In collaboration with Frontiers in Cognitive Science, we are currently organizing a special issue (there called ''Research Topic'') with the title "Intrinsic motivations and open-ended development in animals, humans, and robots" (http://www.frontiersin.org/Cognitive_Science/researchtopics/Intrinsic_motivations_and_open/1326).

*** The special issue is organised in coordination with the ''International Workshop on Intrinsic motivations and Open-Ended Development in Animals, Humans, and Robots" (Rome, 6-8 June 2013; for details: http://www.im-clever.eu/announcements/events/cnr-workshop-on-intrinsic-motivations). Please use the abstract (see submission instructions below), or an email, to manifest your interest to participate in the workshop.

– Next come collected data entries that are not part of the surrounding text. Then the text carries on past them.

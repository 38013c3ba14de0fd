// SPDX-License-Identifier: GPL-3.0-or-later
// Copyright 2026 The Ruvi Authors

//! Fixed-pool allocator.
//!
//! All runtime allocation is served from the caller-supplied byte
//! buffer. The pool carves the buffer into blocks, each preceded by a
//! 16-byte header:
//!
//! ```text
//! base                                                       end
//! │ [hdr][payload....][hdr][payload..][hdr][payload........] │
//!         ▲ returned address; always 8-aligned
//! ```
//!
//! Policy: first-fit, splitting when the remainder can hold another
//! block, immediate coalescing of free neighbors on release. `realloc`
//! grows in place when the trailing neighbor is free and large enough.
//! Each used block carries its owner task id so that a terminated
//! task's blocks can be reclaimed in one sweep.
//!
//! Allocation failure returns `None`; the pool never panics on OOM.


use crate::memory::Memory;
use crate::types::Addr;

/// Header magic; checked before trusting a block header.
const MAGIC: u16 = 0x52bc;

/// Block flag: the block is allocated.
const FLAG_USED: u16 = 0x0001;

/// Block header size in bytes.
pub const HDR_SIZE: u32 = 16;

/// Payload alignment; also the allocation granularity.
const ALIGN: u32 = 8;

/// Minimum leftover (header + smallest payload) worth splitting off.
const MIN_SPLIT: u32 = HDR_SIZE + ALIGN;

/// Owner tag for blocks that belong to the runtime rather than a task.
pub const OWNER_SYSTEM: u8 = 0xff;

/// One block header, stored in pool memory immediately before the
/// payload it describes.
#[repr(C)]
#[derive(Clone, Copy, Debug)]
struct BlockHdr {
    magic: u16,
    flags: u16,
    /// Total block size including this header.
    size: u32,
    /// Total size of the physically previous block; 0 for the first.
    prev_size: u32,
    /// Owner task id, or `OWNER_SYSTEM`.
    owner: u8,
    _pad: [u8; 3],
}

/// Usage summary returned by [`Pool::statistics`].
#[derive(Clone, Copy, Debug, PartialEq, Eq)]
pub struct PoolStats {
    /// Total managed bytes (headers included).
    pub total: u32,
    /// Bytes in used blocks (headers included).
    pub used: u32,
    /// Bytes in free blocks (headers included).
    pub free: u32,
    /// Number of free blocks (fragmentation indicator).
    pub frag_count: u32,
}

/// Fixed-pool allocator bookkeeping.
///
/// The block headers themselves live in pool memory; this struct only
/// remembers the managed region, so it can be held alongside the
/// `Memory` implementation without borrowing it.
pub struct Pool {
    base: Addr,
    size: u32,
}

impl Pool {
    /// Initialize a pool over `size` bytes starting at `base`,
    /// formatting the whole region as one free block.
    ///
    /// Returns `None` when the region cannot hold even one block.
    pub fn new<M: Memory>(mem: &mut M, base: Addr, size: u32) -> Option<Self> {
        let size = size & !(ALIGN - 1);
        if size < MIN_SPLIT {
            return None;
        }
        write_hdr(
            mem,
            base,
            BlockHdr {
                magic: MAGIC,
                flags: 0,
                size,
                prev_size: 0,
                owner: OWNER_SYSTEM,
                _pad: [0; 3],
            },
        );
        Some(Self { base, size })
    }

    /// End of the managed region (exclusive).
    #[inline]
    #[must_use]
    const fn end(&self) -> Addr {
        self.base.add(self.size)
    }

    /// Allocate `size` payload bytes for `owner`.
    ///
    /// Returns the payload address, or `None` when no free block fits.
    pub fn alloc<M: Memory>(&mut self, mem: &mut M, size: u32, owner: u8) -> Option<Addr> {
        let need = HDR_SIZE + round_up(size.max(1));

        // First fit: walk the physical block chain.
        let mut at = self.base;
        while at.as_u32() < self.end().as_u32() {
            let hdr: BlockHdr = mem.read(at);
            debug_assert_eq!(hdr.magic, MAGIC, "corrupted pool header");
            if hdr.magic != MAGIC || hdr.size == 0 {
                return None;
            }
            if hdr.flags & FLAG_USED == 0 && hdr.size >= need {
                self.take_block(mem, at, hdr, need, owner);
                return Some(at.add(HDR_SIZE));
            }
            at = at.add(hdr.size);
        }
        None
    }

    /// Release the block whose payload starts at `payload`.
    ///
    /// Freeing null is a no-op. A header that fails the magic check is
    /// left untouched (double free or stray pointer).
    pub fn free<M: Memory>(&mut self, mem: &mut M, payload: Addr) {
        if payload.is_null() {
            return;
        }
        let at = payload.sub(HDR_SIZE);
        let hdr: BlockHdr = mem.read(at);
        if hdr.magic != MAGIC || hdr.flags & FLAG_USED == 0 {
            debug_assert!(false, "bad free at {payload:?}");
            return;
        }
        self.release_block(mem, at, hdr);
    }

    /// Resize the block at `payload` to hold `new_size` payload bytes.
    ///
    /// Grows in place when the trailing neighbor is free and large
    /// enough; otherwise allocates a new block, copies the old payload,
    /// and frees the old block. Returns the (possibly moved) payload
    /// address, or `None` on OOM (the original block stays valid).
    pub fn realloc<M: Memory>(&mut self, mem: &mut M, payload: Addr, new_size: u32) -> Option<Addr> {
        let at = payload.sub(HDR_SIZE);
        let mut hdr: BlockHdr = mem.read(at);
        if hdr.magic != MAGIC || hdr.flags & FLAG_USED == 0 {
            debug_assert!(false, "bad realloc at {payload:?}");
            return None;
        }
        let need = HDR_SIZE + round_up(new_size.max(1));

        if need <= hdr.size {
            // Shrink: split off the tail when it is worth a block.
            if hdr.size - need >= MIN_SPLIT {
                self.split_block(mem, at, &mut hdr, need);
                write_hdr(mem, at, hdr);
            }
            return Some(payload);
        }

        // Grow in place by absorbing a free trailing neighbor.
        let next_at = at.add(hdr.size);
        if next_at.as_u32() < self.end().as_u32() {
            let next: BlockHdr = mem.read(next_at);
            if next.flags & FLAG_USED == 0 && hdr.size + next.size >= need {
                hdr.size += next.size;
                self.fix_prev_of_next(mem, at, hdr.size);
                if hdr.size - need >= MIN_SPLIT {
                    self.split_block(mem, at, &mut hdr, need);
                }
                write_hdr(mem, at, hdr);
                return Some(payload);
            }
        }

        // Move: allocate, copy, free.
        let new_payload = self.alloc(mem, new_size, hdr.owner)?;
        let old_cap = hdr.size - HDR_SIZE;
        mem.copy_within(payload, new_payload, old_cap.min(new_size) as usize);
        self.release_block(mem, at, mem.read(at));
        Some(new_payload)
    }

    /// Release every block owned by `owner`.
    pub fn free_all_owned<M: Memory>(&mut self, mem: &mut M, owner: u8) {
        loop {
            let mut at = self.base;
            let mut found = Addr::null();
            while at.as_u32() < self.end().as_u32() {
                let hdr: BlockHdr = mem.read(at);
                if hdr.flags & FLAG_USED != 0 && hdr.owner == owner {
                    found = at.add(HDR_SIZE);
                    break;
                }
                at = at.add(hdr.size);
            }
            if found.is_null() {
                return;
            }
            // Coalescing invalidates the walk; restart after each free.
            self.free(mem, found);
        }
    }

    /// Walk the block chain and summarize usage.
    #[must_use]
    pub fn statistics<M: Memory>(&self, mem: &M) -> PoolStats {
        let mut stats = PoolStats {
            total: self.size,
            used: 0,
            free: 0,
            frag_count: 0,
        };
        let mut at = self.base;
        while at.as_u32() < self.end().as_u32() {
            let hdr: BlockHdr = mem.read(at);
            if hdr.magic != MAGIC || hdr.size == 0 {
                debug_assert!(false, "corrupted pool header");
                break;
            }
            if hdr.flags & FLAG_USED != 0 {
                stats.used += hdr.size;
            } else {
                stats.free += hdr.size;
                stats.frag_count += 1;
            }
            at = at.add(hdr.size);
        }
        stats
    }

    /// Owner tag of the block at `payload`.
    #[must_use]
    pub fn owner_of<M: Memory>(&self, mem: &M, payload: Addr) -> u8 {
        let hdr: BlockHdr = mem.read(payload.sub(HDR_SIZE));
        hdr.owner
    }

    // --- internals ---

    /// Mark a free block used, splitting off the remainder when large
    /// enough.
    fn take_block<M: Memory>(
        &mut self,
        mem: &mut M,
        at: Addr,
        mut hdr: BlockHdr,
        need: u32,
        owner: u8,
    ) {
        if hdr.size - need >= MIN_SPLIT {
            self.split_block(mem, at, &mut hdr, need);
        }
        hdr.flags |= FLAG_USED;
        hdr.owner = owner;
        write_hdr(mem, at, hdr);
    }

    /// Split `hdr` (size updated in place to `keep`) and write a free
    /// block header for the remainder.
    fn split_block<M: Memory>(&mut self, mem: &mut M, at: Addr, hdr: &mut BlockHdr, keep: u32) {
        let rest_at = at.add(keep);
        let rest_size = hdr.size - keep;
        write_hdr(
            mem,
            rest_at,
            BlockHdr {
                magic: MAGIC,
                flags: 0,
                size: rest_size,
                prev_size: keep,
                owner: OWNER_SYSTEM,
                _pad: [0; 3],
            },
        );
        hdr.size = keep;
        self.fix_prev_of_next(mem, rest_at, rest_size);
    }

    /// Free a used block and coalesce with free physical neighbors.
    fn release_block<M: Memory>(&mut self, mem: &mut M, at: Addr, hdr: BlockHdr) {
        let mut at = at;
        let mut size = hdr.size;
        let mut prev_size = hdr.prev_size;

        // Merge the trailing neighbor.
        let next_at = at.add(size);
        if next_at.as_u32() < self.end().as_u32() {
            let next: BlockHdr = mem.read(next_at);
            if next.flags & FLAG_USED == 0 {
                size += next.size;
            }
        }

        // Merge backward into a free predecessor.
        if prev_size > 0 {
            let prev_at = at.sub(prev_size);
            let prev: BlockHdr = mem.read(prev_at);
            if prev.flags & FLAG_USED == 0 {
                at = prev_at;
                size += prev.size;
                prev_size = prev.prev_size;
            }
        }

        write_hdr(
            mem,
            at,
            BlockHdr {
                magic: MAGIC,
                flags: 0,
                size,
                prev_size,
                owner: OWNER_SYSTEM,
                _pad: [0; 3],
            },
        );
        self.fix_prev_of_next(mem, at, size);
    }

    /// Keep the following block's `prev_size` in sync after a resize.
    fn fix_prev_of_next<M: Memory>(&self, mem: &mut M, at: Addr, size: u32) {
        let next_at = at.add(size);
        if next_at.as_u32() < self.end().as_u32() {
            let mut next: BlockHdr = mem.read(next_at);
            next.prev_size = size;
            write_hdr(mem, next_at, next);
        }
    }
}

#[inline]
const fn round_up(n: u32) -> u32 {
    (n + (ALIGN - 1)) & !(ALIGN - 1)
}

#[inline]
fn write_hdr<M: Memory>(mem: &mut M, at: Addr, hdr: BlockHdr) {
    mem.write(at, hdr);
}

*** The proposed structure of the Research Topic is provided below, together with links to the instructions to submit an abstract (deadline: 21 January 2013) and a final paper (deadline: 21 May 2013).

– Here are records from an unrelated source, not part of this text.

// SPDX-License-Identifier: GPL-3.0-or-later
// Copyright 2026 The Ruvi Authors

//! Pool-resident object layouts and their constructors.
//!
//! Every compound value is one small fixed header block; variable-size
//! content (string bytes, array elements, hash pairs, ivar tables)
//! lives in a separate data block referenced from the header. Mutation
//! reallocates the data block and updates the header in place, so
//! aliased references observe the mutation (shared-string and
//! shared-array semantics).
//!
//! Constructors take ownership of the values passed in: the caller's
//! reference moves into the container without a refcount change.

use super::{ObjHead, Value, kv, tag};
use crate::memory::Memory;
use crate::pool::Pool;
use crate::symbol::SymId;
use crate::types::Addr;

/// String header; bytes live in the `data` block.
#[repr(C)]
#[derive(Clone, Copy, Debug)]
pub struct HeapString {
    pub head: ObjHead,
    pub len: u32,
    pub data: Addr,
}

/// Array header; `cap` elements of storage live in the `data` block.
#[repr(C)]
#[derive(Clone, Copy, Debug)]
pub struct HeapArray {
    pub head: ObjHead,
    pub len: u16,
    pub cap: u16,
    pub data: Addr,
}

/// Hash header; `cap` key/value pairs of storage live in `data`.
#[repr(C)]
#[derive(Clone, Copy, Debug)]
pub struct HeapHash {
    pub head: ObjHead,
    pub len: u16,
    pub cap: u16,
    pub data: Addr,
}

/// Range object. First/last are owned values.
#[repr(C)]
#[derive(Clone, Copy, Debug)]
pub struct HeapRange {
    pub head: ObjHead,
    pub exclusive: u8,
    pub _pad: [u8; 3],
    pub first: Value,
    pub last: Value,
}

/// Instance header; the ivar table is a key/value store block.
#[repr(C)]
#[derive(Clone, Copy, Debug)]
pub struct HeapInstance {
    pub head: ObjHead,
    pub class: Addr,
    pub ivars: Addr,
}

/// Proc object capturing its creation frame.
#[repr(C)]
#[derive(Clone, Copy, Debug)]
pub struct HeapProc {
    pub head: ObjHead,
    /// Bytecode body.
    pub irep: Addr,
    /// `self` at creation time (owned).
    pub self_val: Value,
    /// Method the proc was created in (raw symbol id).
    pub method: u32,
    /// Class resolving `super` inside the proc.
    pub own_class: Addr,
}

/// Exception object.
#[repr(C)]
#[derive(Clone, Copy, Debug)]
pub struct HeapException {
    pub head: ObjHead,
    pub class: Addr,
    /// Message string or nil (owned).
    pub message: Value,
}

/// Discriminator byte for handle objects.
pub mod handle_kind {
    /// Task reference.
    pub const TASK: u8 = 0;
    /// Mutex.
    pub const MUTEX: u8 = 1;
}

/// Handle wrapping a task id.
#[repr(C)]
#[derive(Clone, Copy, Debug)]
pub struct HeapTaskRef {
    pub head: ObjHead,
    pub kind: u8,
    pub task: u8,
    pub _pad: [u8; 2],
}

/// Non-reentrant binary mutex with a FIFO waiter list.
#[repr(C)]
#[derive(Clone, Copy, Debug)]
pub struct HeapMutex {
    pub head: ObjHead,
    pub kind: u8,
    pub locked: u8,
    /// Task id holding the lock; meaningful only while locked.
    pub owner: u8,
    pub wq_len: u8,
    /// FIFO of waiting task ids.
    pub wq: [u8; 8],
}

const VALUE_SIZE: u32 = core::mem::size_of::<Value>() as u32;

// --- Strings ---

/// Allocate a string initialized from `bytes`.
pub fn string_new<M: Memory>(
    pool: &mut Pool,
    mem: &mut M,
    owner: u8,
    bytes: &[u8],
) -> Option<Value> {
    let data = pool.alloc(mem, bytes.len().max(1) as u32, owner)?;
    mem.slice_mut(data, bytes.len()).copy_from_slice(bytes);
    let header = HeapString {
        head: ObjHead::new(tag::STRING),
        len: bytes.len() as u32,
        data,
    };
    let Some(addr) = alloc_header(pool, mem, owner, header) else {
        pool.free(mem, data);
        return None;
    };
    Some(Value::String(addr))
}

/// Length in bytes of the string at `addr`.
#[must_use]
pub fn string_len<M: Memory>(mem: &M, addr: Addr) -> u32 {
    let h: HeapString = mem.read(addr);
    h.len
}

/// Borrow the bytes of the string at `addr`.
#[must_use]
pub fn string_bytes<M: Memory>(mem: &M, addr: Addr) -> &[u8] {
    let h: HeapString = mem.read(addr);
    mem.slice(h.data, h.len as usize)
}

/// Allocate a string whose bytes are copied from elsewhere in the pool
/// (literal data inside an IREP block).
pub fn string_new_from_pool<M: Memory>(
    pool: &mut Pool,
    mem: &mut M,
    owner: u8,
    src: Addr,
    len: u32,
) -> Option<Value> {
    let data = pool.alloc(mem, len.max(1), owner)?;
    mem.copy_within(src, data, len as usize);
    let header = HeapString {
        head: ObjHead::new(tag::STRING),
        len,
        data,
    };
    let Some(addr) = alloc_header(pool, mem, owner, header) else {
        pool.free(mem, data);
        return None;
    };
    Some(Value::String(addr))
}

/// Append raw bytes to the string at `addr`, growing its data block.
pub fn string_append_bytes<M: Memory>(
    pool: &mut Pool,
    mem: &mut M,
    addr: Addr,
    bytes: &[u8],
) -> Option<()> {
    if bytes.is_empty() {
        return Some(());
    }
    let mut h: HeapString = mem.read(addr);
    let new_len = h.len + bytes.len() as u32;
    h.data = pool.realloc(mem, h.data, new_len)?;
    mem.slice_mut(h.data.add(h.len), bytes.len())
        .copy_from_slice(bytes);
    h.len = new_len;
    mem.write(addr, h);
    Some(())
}

/// Append the string at `src` to the string at `dst`.
///
/// Handles `dst == src` (self-append) by copying within the pool after
/// the data block has been resized.
pub fn string_append<M: Memory>(
    pool: &mut Pool,
    mem: &mut M,
    dst: Addr,
    src: Addr,
) -> Option<()> {
    let src_len = string_len(mem, src);
    if src_len == 0 {
        return Some(());
    }
    let mut d: HeapString = mem.read(dst);
    let new_len = d.len + src_len;
    d.data = pool.realloc(mem, d.data, new_len)?;
    mem.write(dst, d);
    // Re-read src after the realloc: for self-append its data block is
    // the block that just moved.
    let s: HeapString = mem.read(src);
    mem.copy_within(s.data, d.data.add(d.len), src_len as usize);
    d.len = new_len;
    mem.write(dst, d);
    Some(())
}

// --- Arrays ---

/// Allocate an empty array with room for `cap` elements.
pub fn array_new<M: Memory>(pool: &mut Pool, mem: &mut M, owner: u8, cap: u16) -> Option<Value> {
    let cap = cap.max(1);
    let data = pool.alloc(mem, u32::from(cap) * VALUE_SIZE, owner)?;
    let header = HeapArray {
        head: ObjHead::new(tag::ARRAY),
        len: 0,
        cap,
        data,
    };
    let Some(addr) = alloc_header(pool, mem, owner, header) else {
        pool.free(mem, data);
        return None;
    };
    Some(Value::Array(addr))
}

/// Allocate an array taking ownership of `elems`.
pub fn array_new_from<M: Memory>(
    pool: &mut Pool,
    mem: &mut M,
    owner: u8,
    elems: &[Value],
) -> Option<Value> {
    let v = array_new(pool, mem, owner, elems.len() as u16)?;
    let Value::Array(addr) = v else { return None };
    let mut h: HeapArray = mem.read(addr);
    for (i, e) in elems.iter().enumerate() {
        mem.write(h.data.add(i as u32 * VALUE_SIZE), *e);
    }
    h.len = elems.len() as u16;
    mem.write(addr, h);
    Some(v)
}

/// Number of elements in the array at `addr`.
#[must_use]
pub fn array_len<M: Memory>(mem: &M, addr: Addr) -> u16 {
    let h: HeapArray = mem.read(addr);
    h.len
}

/// Element `i` of the array at `addr` (no refcount change); nil when out
/// of range.
#[must_use]
pub fn array_get<M: Memory>(mem: &M, addr: Addr, i: usize) -> Value {
    let h: HeapArray = mem.read(addr);
    if i >= h.len as usize {
        return Value::Nil;
    }
    mem.read(h.data.add(i as u32 * VALUE_SIZE))
}

/// Store `v` (owned) at index `i`, releasing the previous occupant and
/// extending the array with nils when `i` is past the end.
pub fn array_set<M: Memory>(
    pool: &mut Pool,
    mem: &mut M,
    addr: Addr,
    i: usize,
    v: Value,
) -> Option<()> {
    let mut h: HeapArray = mem.read(addr);
    if i >= h.cap as usize {
        let new_cap = (i + 1).next_power_of_two().max(4) as u16;
        h.data = pool.realloc(mem, h.data, u32::from(new_cap) * VALUE_SIZE)?;
        h.cap = new_cap;
    }
    while (h.len as usize) < i {
        mem.write(h.data.add(u32::from(h.len) * VALUE_SIZE), Value::Nil);
        h.len += 1;
    }
    if i < h.len as usize {
        let old: Value = mem.read(h.data.add(i as u32 * VALUE_SIZE));
        super::decref(pool, mem, old);
    } else {
        h.len = i as u16 + 1;
    }
    mem.write(h.data.add(i as u32 * VALUE_SIZE), v);
    mem.write(addr, h);
    Some(())
}

/// Append `v` (owned) to the array at `addr`.
pub fn array_push<M: Memory>(pool: &mut Pool, mem: &mut M, addr: Addr, v: Value) -> Option<()> {
    let h: HeapArray = mem.read(addr);
    array_set(pool, mem, addr, h.len as usize, v)
}

/// Remove and return the last element (ownership transfers out); `None`
/// when empty.
pub fn array_pop<M: Memory>(mem: &mut M, addr: Addr) -> Option<Value> {
    let mut h: HeapArray = mem.read(addr);
    if h.len == 0 {
        return None;
    }
    h.len -= 1;
    let v = mem.read(h.data.add(u32::from(h.len) * VALUE_SIZE));
    mem.write(addr, h);
    Some(v)
}

// --- Hashes ---

/// Allocate an empty hash with room for `cap` pairs.
pub fn hash_new<M: Memory>(pool: &mut Pool, mem: &mut M, owner: u8, cap: u16) -> Option<Value> {
    let cap = cap.max(1);
    let data = pool.alloc(mem, u32::from(cap) * 2 * VALUE_SIZE, owner)?;
    let header = HeapHash {
        head: ObjHead::new(tag::HASH),
        len: 0,
        cap,
        data,
    };
    let Some(addr) = alloc_header(pool, mem, owner, header) else {
        pool.free(mem, data);
        return None;
    };
    Some(Value::Hash(addr))
}

/// Number of pairs in the hash at `addr`.
#[must_use]
pub fn hash_len<M: Memory>(mem: &M, addr: Addr) -> u16 {
    let h: HeapHash = mem.read(addr);
    h.len
}

/// Pair `i` of the hash at `addr` (no refcount change).
#[must_use]
pub fn hash_entry<M: Memory>(mem: &M, addr: Addr, i: usize) -> (Value, Value) {
    let h: HeapHash = mem.read(addr);
    let at = h.data.add(i as u32 * 2 * VALUE_SIZE);
    (mem.read(at), mem.read(at.add(VALUE_SIZE)))
}

/// Look up `key` (no refcount change); `None` when absent.
#[must_use]
pub fn hash_get<M: Memory>(mem: &M, addr: Addr, key: Value) -> Option<Value> {
    let h: HeapHash = mem.read(addr);
    for i in 0..h.len as usize {
        let at = h.data.add(i as u32 * 2 * VALUE_SIZE);
        let k: Value = mem.read(at);
        if super::compare(mem, k, key) == 0 {
            return Some(mem.read(at.add(VALUE_SIZE)));
        }
    }
    None
}

/// Insert or replace `key => val` (both owned). Replacement releases the
/// old value and the caller's duplicate key reference.
pub fn hash_set<M: Memory>(
    pool: &mut Pool,
    mem: &mut M,
    addr: Addr,
    key: Value,
    val: Value,
) -> Option<()> {
    let mut h: HeapHash = mem.read(addr);
    for i in 0..h.len as usize {
        let at = h.data.add(i as u32 * 2 * VALUE_SIZE);
        let k: Value = mem.read(at);
        if super::compare(mem, k, key) == 0 {
            let old: Value = mem.read(at.add(VALUE_SIZE));
            super::decref(pool, mem, old);
            super::decref(pool, mem, key);
            mem.write(at.add(VALUE_SIZE), val);
            return Some(());
        }
    }
    if h.len == h.cap {
        let new_cap = (h.cap * 2).max(4);
        h.data = pool.realloc(mem, h.data, u32::from(new_cap) * 2 * VALUE_SIZE)?;
        h.cap = new_cap;
    }
    let at = h.data.add(u32::from(h.len) * 2 * VALUE_SIZE);
    mem.write(at, key);
    mem.write(at.add(VALUE_SIZE), val);
    h.len += 1;
    mem.write(addr, h);
    Some(())
}

// --- Ranges ---

/// Allocate a range taking ownership of `first` and `last`.
pub fn range_new<M: Memory>(
    pool: &mut Pool,
    mem: &mut M,
    owner: u8,
    first: Value,
    last: Value,
    exclusive: bool,
) -> Option<Value> {
    let addr = alloc_header(
        pool,
        mem,
        owner,
        HeapRange {
            head: ObjHead::new(tag::RANGE),
            exclusive: u8::from(exclusive),
            _pad: [0; 3],
            first,
            last,
        },
    )?;
    Some(Value::Range(addr))
}

// --- Instances ---

/// Allocate an instance of `class` with an empty ivar table.
pub fn instance_new<M: Memory>(
    pool: &mut Pool,
    mem: &mut M,
    owner: u8,
    class: Addr,
) -> Option<Value> {
    let ivars = kv::kv_new(pool, mem, owner, 0)?;
    let header = HeapInstance {
        head: ObjHead::new(tag::OBJECT),
        class,
        ivars,
    };
    let Some(addr) = alloc_header(pool, mem, owner, header) else {
        pool.free(mem, ivars);
        return None;
    };
    Some(Value::Object(addr))
}

/// Read instance ivar `sym` with a fresh reference; nil when unset.
#[must_use]
pub fn ivar_get<M: Memory>(mem: &mut M, addr: Addr, sym: SymId) -> Value {
    let inst: HeapInstance = mem.read(addr);
    match kv::kv_get(mem, inst.ivars, sym) {
        Some(v) => {
            super::incref(mem, v);
            v
        }
        None => Value::Nil,
    }
}

/// Store instance ivar `sym = val` (owned).
pub fn ivar_set<M: Memory>(
    pool: &mut Pool,
    mem: &mut M,
    addr: Addr,
    sym: SymId,
    val: Value,
) -> Option<()> {
    let mut inst: HeapInstance = mem.read(addr);
    inst.ivars = kv::kv_set(pool, mem, inst.ivars, sym, val)?;
    mem.write(addr, inst);
    Some(())
}

// --- Procs ---

/// Allocate a proc; `self_val` is owned.
pub fn proc_new<M: Memory>(
    pool: &mut Pool,
    mem: &mut M,
    owner: u8,
    irep: Addr,
    self_val: Value,
    method: SymId,
    own_class: Addr,
) -> Option<Value> {
    let addr = alloc_header(
        pool,
        mem,
        owner,
        HeapProc {
            head: ObjHead::new(tag::PROC),
            irep,
            self_val,
            method: u32::from(method.as_u16()),
            own_class,
        },
    )?;
    Some(Value::Proc(addr))
}

// --- Exceptions ---

/// Allocate an exception of `class`; `message` (string or nil) is owned.
pub fn exception_new<M: Memory>(
    pool: &mut Pool,
    mem: &mut M,
    owner: u8,
    class: Addr,
    message: Value,
) -> Option<Value> {
    let addr = alloc_header(
        pool,
        mem,
        owner,
        HeapException {
            head: ObjHead::new(tag::EXCEPTION),
            class,
            message,
        },
    )?;
    Some(Value::Exception(addr))
}

// --- Handles ---

/// The discriminator of the handle object at `addr`.
#[must_use]
pub fn handle_kind_of<M: Memory>(mem: &M, addr: Addr) -> u8 {
    mem.read(addr.add(core::mem::size_of::<ObjHead>() as u32))
}

/// Allocate a handle wrapping `task_id`.
pub fn task_ref_new<M: Memory>(
    pool: &mut Pool,
    mem: &mut M,
    owner: u8,
    task_id: u8,
) -> Option<Value> {
    let addr = alloc_header(
        pool,
        mem,
        owner,
        HeapTaskRef {
            head: ObjHead::new(tag::HANDLE),
            kind: handle_kind::TASK,
            task: task_id,
            _pad: [0; 2],
        },
    )?;
    Some(Value::Handle(addr))
}

/// Allocate an unlocked mutex.
pub fn mutex_new<M: Memory>(pool: &mut Pool, mem: &mut M, owner: u8) -> Option<Value> {
    let addr = alloc_header(
        pool,
        mem,
        owner,
        HeapMutex {
            head: ObjHead::new(tag::HANDLE),
            kind: handle_kind::MUTEX,
            locked: 0,
            owner: 0,
            wq_len: 0,
            wq: [0; 8],
        },
    )?;
    Some(Value::Handle(addr))
}

/// Allocate a header block, rolling back nothing on failure (callers
/// release any owned parts themselves).
fn alloc_header<M: Memory, T>(pool: &mut Pool, mem: &mut M, owner: u8, header: T) -> Option<Addr> {
    let addr = pool.alloc(mem, core::mem::size_of::<T>() as u32, owner)?;
    mem.write(addr, header);
    Some(addr)
}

*** Topic Editors: Gianluca Baldassarre, Andrew Barto, Marco Mirolli, Peter Redgrave, Richard Ryan, Tom Stafford

*** Description: The aim of this Research Topic for Frontiers in Cognitive Science is to present state-of-the-art research, whether theoretical,  empirical, or computational investigations, on open-ended development driven by intrinsic motivations. The topic will address questions such as: How do motivations drive learning? How are complex skills built up from a foundation of simpler competencies? What are the neural and computational bases for intrinsically motivated learning? What is the  contribution of intrinsic motivations to the wider cognition?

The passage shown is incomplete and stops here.